__Task to complete__. Provide again, from the entries below, every line from the one containing "dismissed with Esc." through the one containing "use crate::core::model::CreateRoomForm;", exactly as written, and no other line.

(Records from a data source)
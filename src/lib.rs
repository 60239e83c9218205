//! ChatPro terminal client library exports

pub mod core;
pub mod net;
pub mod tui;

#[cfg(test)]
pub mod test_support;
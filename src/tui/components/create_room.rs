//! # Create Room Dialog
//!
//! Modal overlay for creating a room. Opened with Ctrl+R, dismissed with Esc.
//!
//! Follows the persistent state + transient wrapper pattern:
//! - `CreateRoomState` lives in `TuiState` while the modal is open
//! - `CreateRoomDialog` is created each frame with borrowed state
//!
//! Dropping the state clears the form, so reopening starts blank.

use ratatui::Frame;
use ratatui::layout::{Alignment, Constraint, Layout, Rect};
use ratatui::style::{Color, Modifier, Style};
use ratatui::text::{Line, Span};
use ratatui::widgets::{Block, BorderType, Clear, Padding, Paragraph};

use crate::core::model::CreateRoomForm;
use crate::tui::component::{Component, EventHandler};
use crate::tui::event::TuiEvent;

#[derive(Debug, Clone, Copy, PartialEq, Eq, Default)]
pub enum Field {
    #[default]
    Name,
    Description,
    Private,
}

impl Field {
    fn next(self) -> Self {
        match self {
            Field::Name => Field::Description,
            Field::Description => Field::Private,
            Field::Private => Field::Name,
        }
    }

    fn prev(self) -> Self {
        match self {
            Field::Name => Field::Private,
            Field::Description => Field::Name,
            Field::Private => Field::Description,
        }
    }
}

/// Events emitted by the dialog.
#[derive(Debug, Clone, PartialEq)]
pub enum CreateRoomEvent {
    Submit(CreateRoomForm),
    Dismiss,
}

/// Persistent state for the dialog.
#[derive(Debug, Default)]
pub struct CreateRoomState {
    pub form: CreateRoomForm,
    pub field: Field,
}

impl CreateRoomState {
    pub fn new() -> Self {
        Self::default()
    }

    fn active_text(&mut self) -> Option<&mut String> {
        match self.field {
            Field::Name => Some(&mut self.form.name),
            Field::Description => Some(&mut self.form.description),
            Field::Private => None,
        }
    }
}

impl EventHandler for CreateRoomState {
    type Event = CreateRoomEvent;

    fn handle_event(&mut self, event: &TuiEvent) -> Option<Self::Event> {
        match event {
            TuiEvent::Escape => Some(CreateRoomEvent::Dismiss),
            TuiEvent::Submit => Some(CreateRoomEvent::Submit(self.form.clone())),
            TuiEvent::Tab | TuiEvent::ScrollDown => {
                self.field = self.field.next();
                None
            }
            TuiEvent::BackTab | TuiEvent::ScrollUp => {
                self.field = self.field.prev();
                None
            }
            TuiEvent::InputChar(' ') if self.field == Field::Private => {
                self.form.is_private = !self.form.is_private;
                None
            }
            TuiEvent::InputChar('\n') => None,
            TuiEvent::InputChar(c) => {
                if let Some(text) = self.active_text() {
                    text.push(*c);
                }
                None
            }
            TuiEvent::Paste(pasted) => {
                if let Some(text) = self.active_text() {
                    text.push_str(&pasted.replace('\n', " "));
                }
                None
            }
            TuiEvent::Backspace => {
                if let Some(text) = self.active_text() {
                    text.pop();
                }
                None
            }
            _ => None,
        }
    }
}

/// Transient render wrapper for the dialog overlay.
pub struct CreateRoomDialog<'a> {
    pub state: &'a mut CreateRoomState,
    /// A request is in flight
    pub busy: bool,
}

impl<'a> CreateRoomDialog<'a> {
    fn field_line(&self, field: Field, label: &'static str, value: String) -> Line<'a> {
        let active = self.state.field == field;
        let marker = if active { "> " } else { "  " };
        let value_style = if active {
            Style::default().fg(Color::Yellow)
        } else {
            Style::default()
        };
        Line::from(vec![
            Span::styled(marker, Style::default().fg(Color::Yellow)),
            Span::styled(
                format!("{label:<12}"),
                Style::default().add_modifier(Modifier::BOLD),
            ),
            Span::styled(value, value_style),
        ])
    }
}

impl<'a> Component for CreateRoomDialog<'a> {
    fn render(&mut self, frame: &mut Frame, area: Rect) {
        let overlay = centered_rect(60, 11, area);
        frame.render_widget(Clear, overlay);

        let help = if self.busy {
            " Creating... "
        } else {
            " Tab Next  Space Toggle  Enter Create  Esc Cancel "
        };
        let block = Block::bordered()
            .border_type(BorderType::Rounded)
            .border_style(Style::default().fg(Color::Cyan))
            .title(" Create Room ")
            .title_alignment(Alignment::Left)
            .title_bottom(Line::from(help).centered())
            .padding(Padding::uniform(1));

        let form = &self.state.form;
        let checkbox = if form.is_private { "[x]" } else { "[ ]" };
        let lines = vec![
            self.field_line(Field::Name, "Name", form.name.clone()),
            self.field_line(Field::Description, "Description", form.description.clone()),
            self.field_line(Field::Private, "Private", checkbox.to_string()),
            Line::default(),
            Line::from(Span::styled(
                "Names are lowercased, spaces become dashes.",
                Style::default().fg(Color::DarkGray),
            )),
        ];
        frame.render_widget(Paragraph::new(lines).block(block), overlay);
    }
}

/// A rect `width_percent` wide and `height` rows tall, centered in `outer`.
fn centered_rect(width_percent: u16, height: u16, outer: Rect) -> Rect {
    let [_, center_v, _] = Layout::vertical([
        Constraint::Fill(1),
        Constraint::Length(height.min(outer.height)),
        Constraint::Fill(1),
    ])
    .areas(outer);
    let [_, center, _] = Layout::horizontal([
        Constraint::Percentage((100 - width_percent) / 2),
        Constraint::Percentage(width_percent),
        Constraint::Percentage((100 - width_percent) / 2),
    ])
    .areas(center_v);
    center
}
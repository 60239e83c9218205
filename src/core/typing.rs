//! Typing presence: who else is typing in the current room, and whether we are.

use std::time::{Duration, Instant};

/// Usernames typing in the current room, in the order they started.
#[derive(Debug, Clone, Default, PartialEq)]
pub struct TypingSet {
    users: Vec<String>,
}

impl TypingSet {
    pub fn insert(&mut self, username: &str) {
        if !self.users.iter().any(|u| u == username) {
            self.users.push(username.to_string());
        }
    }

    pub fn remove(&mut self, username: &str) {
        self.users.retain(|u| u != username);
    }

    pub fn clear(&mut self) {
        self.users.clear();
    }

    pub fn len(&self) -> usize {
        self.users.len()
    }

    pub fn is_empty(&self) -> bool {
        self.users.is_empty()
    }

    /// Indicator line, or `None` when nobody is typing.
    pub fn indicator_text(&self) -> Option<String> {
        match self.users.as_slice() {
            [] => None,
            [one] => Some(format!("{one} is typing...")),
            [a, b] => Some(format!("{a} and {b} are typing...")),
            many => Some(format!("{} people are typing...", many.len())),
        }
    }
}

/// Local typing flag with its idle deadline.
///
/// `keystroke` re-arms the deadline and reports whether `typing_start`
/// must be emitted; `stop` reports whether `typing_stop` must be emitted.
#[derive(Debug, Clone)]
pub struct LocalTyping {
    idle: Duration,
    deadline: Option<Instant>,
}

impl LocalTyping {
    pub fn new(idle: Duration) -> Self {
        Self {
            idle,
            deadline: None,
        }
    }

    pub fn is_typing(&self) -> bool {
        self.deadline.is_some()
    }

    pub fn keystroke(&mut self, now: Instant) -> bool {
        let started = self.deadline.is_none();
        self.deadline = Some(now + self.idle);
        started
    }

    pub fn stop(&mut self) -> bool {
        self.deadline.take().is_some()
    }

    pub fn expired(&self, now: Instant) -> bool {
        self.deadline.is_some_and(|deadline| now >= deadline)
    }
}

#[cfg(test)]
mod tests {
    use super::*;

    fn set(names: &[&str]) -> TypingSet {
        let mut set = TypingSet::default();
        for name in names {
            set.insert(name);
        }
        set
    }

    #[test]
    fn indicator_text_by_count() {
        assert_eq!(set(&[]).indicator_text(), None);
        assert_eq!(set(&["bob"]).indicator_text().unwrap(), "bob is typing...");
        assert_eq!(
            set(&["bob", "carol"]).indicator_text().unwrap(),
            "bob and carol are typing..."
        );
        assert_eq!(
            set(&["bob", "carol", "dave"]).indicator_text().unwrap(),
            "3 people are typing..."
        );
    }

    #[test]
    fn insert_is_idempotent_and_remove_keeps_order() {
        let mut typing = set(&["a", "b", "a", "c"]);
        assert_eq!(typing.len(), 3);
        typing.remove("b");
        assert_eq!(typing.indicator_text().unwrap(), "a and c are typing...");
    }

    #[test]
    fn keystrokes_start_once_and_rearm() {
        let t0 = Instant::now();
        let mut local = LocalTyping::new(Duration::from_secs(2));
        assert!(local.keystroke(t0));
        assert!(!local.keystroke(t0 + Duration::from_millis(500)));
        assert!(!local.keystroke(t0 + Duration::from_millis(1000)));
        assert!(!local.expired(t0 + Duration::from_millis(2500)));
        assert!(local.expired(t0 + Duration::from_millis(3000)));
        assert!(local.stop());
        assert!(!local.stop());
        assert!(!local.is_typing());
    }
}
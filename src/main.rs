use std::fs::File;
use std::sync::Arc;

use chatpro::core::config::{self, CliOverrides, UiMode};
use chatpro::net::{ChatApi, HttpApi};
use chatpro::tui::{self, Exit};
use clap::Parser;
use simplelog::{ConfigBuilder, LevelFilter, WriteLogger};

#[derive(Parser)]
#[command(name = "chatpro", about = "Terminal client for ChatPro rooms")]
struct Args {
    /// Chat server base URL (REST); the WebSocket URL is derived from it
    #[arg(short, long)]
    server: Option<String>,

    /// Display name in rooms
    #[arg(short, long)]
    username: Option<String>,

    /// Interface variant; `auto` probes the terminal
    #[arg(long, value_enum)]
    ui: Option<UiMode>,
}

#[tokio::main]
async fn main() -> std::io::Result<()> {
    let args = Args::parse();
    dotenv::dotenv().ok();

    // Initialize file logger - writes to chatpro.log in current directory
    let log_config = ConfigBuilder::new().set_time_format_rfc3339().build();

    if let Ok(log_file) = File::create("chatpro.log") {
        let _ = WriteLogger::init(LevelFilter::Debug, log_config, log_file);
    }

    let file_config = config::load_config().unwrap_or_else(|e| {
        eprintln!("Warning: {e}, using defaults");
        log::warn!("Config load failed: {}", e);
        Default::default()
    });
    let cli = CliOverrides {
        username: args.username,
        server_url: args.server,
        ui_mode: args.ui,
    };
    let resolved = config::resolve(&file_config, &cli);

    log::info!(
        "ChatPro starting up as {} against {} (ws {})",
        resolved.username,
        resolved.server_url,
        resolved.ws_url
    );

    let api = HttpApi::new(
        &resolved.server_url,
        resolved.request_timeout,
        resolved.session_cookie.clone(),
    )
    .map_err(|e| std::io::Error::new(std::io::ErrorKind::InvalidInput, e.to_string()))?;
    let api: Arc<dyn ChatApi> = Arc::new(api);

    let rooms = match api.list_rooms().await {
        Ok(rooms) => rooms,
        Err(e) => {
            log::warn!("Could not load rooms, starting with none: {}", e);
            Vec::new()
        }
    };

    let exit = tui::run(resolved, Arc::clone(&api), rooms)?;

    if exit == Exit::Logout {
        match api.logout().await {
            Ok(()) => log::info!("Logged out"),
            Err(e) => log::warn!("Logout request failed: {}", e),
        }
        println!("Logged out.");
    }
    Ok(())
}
--
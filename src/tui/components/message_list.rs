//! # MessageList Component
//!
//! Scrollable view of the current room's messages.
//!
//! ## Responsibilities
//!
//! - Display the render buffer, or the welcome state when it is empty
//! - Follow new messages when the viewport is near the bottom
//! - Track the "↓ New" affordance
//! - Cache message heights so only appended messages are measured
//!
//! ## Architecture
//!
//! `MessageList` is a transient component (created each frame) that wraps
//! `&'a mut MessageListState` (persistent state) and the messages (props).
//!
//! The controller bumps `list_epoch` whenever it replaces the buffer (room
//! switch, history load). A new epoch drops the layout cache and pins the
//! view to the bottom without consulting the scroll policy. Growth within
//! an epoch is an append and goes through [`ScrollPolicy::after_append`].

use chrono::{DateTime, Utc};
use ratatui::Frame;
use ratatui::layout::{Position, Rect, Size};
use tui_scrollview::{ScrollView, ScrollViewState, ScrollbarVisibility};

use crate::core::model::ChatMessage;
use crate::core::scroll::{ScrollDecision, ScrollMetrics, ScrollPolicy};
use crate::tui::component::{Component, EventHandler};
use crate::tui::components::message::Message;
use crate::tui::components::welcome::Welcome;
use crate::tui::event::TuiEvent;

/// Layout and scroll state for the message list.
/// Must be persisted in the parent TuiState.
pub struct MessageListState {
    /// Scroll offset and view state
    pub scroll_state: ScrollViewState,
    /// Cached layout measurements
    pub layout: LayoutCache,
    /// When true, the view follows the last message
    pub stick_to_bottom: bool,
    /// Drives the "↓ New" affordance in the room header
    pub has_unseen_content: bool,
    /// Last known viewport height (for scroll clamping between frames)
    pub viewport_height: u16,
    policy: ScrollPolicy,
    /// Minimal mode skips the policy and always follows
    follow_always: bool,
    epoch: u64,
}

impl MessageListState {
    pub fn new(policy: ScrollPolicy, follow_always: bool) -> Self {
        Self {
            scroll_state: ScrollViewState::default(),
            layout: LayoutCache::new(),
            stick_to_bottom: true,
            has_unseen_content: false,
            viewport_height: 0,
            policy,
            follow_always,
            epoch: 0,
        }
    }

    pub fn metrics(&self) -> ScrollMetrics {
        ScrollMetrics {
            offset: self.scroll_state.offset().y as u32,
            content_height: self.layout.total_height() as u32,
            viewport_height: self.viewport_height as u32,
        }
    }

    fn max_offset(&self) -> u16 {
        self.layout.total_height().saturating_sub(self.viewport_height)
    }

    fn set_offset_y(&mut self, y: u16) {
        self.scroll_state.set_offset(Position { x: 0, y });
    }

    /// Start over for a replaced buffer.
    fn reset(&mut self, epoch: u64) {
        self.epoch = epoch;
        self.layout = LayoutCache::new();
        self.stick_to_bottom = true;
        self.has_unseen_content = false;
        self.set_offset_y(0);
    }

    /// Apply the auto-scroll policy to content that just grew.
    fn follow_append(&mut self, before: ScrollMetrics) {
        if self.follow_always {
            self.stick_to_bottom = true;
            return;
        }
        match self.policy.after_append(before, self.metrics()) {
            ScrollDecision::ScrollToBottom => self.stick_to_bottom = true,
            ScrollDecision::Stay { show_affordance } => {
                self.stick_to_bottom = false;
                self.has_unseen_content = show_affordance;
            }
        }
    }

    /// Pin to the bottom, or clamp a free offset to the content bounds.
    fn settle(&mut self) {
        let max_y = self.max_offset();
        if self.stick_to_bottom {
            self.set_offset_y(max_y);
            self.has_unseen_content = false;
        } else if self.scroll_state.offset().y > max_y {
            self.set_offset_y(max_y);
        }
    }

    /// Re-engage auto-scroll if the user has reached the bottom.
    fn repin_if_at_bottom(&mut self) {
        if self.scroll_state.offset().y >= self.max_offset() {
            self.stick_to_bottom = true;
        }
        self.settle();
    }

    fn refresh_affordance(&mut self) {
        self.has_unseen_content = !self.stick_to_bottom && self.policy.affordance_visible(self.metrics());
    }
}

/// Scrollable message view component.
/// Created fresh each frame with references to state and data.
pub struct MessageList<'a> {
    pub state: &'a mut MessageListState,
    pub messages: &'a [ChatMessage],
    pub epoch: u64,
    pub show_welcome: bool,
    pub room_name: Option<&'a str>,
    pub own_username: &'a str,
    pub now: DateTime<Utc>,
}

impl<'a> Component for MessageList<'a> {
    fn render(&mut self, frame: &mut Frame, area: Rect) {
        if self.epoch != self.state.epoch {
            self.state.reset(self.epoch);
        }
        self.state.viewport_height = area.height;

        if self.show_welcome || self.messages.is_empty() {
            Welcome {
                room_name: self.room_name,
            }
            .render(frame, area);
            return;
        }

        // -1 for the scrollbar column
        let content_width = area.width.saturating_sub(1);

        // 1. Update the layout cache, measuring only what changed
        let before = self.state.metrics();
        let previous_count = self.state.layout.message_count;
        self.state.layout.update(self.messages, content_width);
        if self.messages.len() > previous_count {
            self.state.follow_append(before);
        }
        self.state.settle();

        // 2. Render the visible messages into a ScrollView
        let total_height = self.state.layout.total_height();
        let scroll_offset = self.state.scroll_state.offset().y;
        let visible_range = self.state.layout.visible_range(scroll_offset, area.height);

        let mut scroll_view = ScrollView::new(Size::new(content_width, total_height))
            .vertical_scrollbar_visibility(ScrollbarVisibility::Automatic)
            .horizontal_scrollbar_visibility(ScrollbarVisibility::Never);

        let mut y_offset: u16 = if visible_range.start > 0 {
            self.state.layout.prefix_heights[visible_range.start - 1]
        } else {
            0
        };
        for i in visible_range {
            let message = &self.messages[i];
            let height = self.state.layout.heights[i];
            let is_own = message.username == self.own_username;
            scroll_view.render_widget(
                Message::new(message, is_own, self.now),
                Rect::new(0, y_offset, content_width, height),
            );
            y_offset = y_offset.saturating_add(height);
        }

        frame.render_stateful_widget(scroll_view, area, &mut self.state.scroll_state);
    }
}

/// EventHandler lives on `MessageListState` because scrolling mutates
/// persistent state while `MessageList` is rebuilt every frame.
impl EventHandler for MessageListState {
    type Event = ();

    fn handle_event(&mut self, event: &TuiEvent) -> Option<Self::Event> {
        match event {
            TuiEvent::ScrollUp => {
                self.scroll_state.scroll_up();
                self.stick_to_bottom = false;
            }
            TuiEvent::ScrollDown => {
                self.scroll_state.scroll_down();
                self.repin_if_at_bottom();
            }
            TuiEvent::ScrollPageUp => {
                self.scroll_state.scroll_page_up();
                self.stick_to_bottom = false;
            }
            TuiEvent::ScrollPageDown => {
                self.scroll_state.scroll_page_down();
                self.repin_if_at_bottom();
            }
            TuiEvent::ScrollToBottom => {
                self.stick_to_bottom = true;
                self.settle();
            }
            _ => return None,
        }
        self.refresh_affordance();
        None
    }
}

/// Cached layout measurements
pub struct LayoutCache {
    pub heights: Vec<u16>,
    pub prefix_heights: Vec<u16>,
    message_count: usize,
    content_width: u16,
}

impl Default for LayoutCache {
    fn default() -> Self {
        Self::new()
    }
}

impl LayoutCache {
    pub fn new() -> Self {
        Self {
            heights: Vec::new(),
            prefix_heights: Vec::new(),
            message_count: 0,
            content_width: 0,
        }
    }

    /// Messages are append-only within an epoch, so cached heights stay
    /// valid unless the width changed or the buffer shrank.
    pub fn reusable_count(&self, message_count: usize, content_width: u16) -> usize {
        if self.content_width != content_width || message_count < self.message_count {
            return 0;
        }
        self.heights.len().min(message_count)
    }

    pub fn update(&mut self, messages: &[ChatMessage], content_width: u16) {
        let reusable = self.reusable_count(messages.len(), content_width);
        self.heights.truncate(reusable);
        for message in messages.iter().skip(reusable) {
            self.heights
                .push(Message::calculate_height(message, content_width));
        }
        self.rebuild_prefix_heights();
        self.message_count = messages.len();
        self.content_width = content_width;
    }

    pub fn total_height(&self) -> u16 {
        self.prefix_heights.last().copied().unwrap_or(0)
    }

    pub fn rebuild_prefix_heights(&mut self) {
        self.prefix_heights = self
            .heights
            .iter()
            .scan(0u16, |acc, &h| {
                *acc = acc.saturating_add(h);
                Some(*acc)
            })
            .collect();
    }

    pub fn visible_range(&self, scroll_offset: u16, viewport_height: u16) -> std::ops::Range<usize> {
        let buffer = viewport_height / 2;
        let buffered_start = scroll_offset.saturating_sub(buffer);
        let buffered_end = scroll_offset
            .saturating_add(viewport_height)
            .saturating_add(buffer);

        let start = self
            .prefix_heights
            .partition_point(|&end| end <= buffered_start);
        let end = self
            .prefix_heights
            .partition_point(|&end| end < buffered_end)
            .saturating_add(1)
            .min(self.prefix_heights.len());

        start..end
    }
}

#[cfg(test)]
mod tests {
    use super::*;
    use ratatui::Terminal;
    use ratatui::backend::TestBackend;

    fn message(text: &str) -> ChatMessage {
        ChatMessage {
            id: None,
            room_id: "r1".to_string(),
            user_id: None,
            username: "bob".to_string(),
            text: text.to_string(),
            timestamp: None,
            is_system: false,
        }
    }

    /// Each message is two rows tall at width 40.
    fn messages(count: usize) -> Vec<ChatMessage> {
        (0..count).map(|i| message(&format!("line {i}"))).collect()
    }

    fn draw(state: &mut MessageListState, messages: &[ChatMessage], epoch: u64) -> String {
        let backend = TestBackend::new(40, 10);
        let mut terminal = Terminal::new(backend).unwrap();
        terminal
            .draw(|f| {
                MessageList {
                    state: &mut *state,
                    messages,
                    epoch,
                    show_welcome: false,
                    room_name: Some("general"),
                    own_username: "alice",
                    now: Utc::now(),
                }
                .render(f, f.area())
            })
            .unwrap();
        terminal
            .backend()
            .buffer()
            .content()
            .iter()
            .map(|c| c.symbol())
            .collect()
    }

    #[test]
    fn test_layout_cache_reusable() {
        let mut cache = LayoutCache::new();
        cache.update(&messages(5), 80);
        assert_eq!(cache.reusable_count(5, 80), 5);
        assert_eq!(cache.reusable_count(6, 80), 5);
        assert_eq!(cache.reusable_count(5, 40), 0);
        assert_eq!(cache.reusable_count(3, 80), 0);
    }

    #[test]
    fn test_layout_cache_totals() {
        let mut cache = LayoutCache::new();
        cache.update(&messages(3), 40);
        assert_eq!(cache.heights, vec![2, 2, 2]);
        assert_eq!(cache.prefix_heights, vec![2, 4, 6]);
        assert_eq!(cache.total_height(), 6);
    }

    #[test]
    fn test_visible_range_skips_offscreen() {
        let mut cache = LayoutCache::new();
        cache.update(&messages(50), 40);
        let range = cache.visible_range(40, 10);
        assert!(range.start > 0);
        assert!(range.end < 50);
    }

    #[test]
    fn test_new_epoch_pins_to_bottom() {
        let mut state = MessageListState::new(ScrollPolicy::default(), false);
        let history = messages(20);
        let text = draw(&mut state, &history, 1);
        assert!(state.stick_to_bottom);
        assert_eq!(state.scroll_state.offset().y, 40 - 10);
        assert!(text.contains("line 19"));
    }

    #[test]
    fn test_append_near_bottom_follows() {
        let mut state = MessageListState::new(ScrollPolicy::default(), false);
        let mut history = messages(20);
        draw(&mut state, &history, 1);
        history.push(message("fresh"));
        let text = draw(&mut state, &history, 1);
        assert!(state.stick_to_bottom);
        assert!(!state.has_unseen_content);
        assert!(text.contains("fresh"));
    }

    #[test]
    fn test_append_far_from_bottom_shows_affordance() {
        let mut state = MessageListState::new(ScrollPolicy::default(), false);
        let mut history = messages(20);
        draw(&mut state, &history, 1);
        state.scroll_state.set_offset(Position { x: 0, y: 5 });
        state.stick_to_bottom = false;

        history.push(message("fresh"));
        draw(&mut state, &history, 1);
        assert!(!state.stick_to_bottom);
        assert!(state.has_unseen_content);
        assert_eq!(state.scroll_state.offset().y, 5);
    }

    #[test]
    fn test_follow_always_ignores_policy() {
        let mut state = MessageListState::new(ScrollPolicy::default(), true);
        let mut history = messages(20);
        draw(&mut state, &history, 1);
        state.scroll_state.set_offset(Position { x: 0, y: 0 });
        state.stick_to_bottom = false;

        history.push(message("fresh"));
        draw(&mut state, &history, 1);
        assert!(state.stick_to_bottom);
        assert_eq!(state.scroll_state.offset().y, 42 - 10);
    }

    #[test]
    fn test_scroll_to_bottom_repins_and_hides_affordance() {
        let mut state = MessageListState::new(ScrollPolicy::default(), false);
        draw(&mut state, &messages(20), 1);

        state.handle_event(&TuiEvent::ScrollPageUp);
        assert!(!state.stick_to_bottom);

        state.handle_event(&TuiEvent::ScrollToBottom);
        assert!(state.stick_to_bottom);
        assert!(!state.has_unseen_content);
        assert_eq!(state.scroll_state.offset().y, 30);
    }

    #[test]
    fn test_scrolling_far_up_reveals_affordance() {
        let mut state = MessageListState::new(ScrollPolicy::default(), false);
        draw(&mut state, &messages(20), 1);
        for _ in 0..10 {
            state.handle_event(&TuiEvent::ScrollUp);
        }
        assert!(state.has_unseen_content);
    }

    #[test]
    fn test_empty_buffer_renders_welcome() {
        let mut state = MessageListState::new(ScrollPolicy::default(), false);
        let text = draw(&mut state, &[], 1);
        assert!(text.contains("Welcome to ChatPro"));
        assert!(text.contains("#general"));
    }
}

__Exercise solution__.
//! Modal overlay for creating a room. Opened with Ctrl+R, dismissed with Esc.
//!
//! Follows the persistent state + transient wrapper pattern:
//! - `CreateRoomState` lives in `TuiState` while the modal is open
//! - `CreateRoomDialog` is created each frame with borrowed state
//!
//! Dropping the state clears the form, so reopening starts blank.

use ratatui::Frame;
use ratatui::layout::{Alignment, Constraint, Layout, Rect};
use ratatui::style::{Color, Modifier, Style};
use ratatui::text::{Line, Span};
use ratatui::widgets::{Block, BorderType, Clear, Padding, Paragraph};

use crate::core::model::CreateRoomForm;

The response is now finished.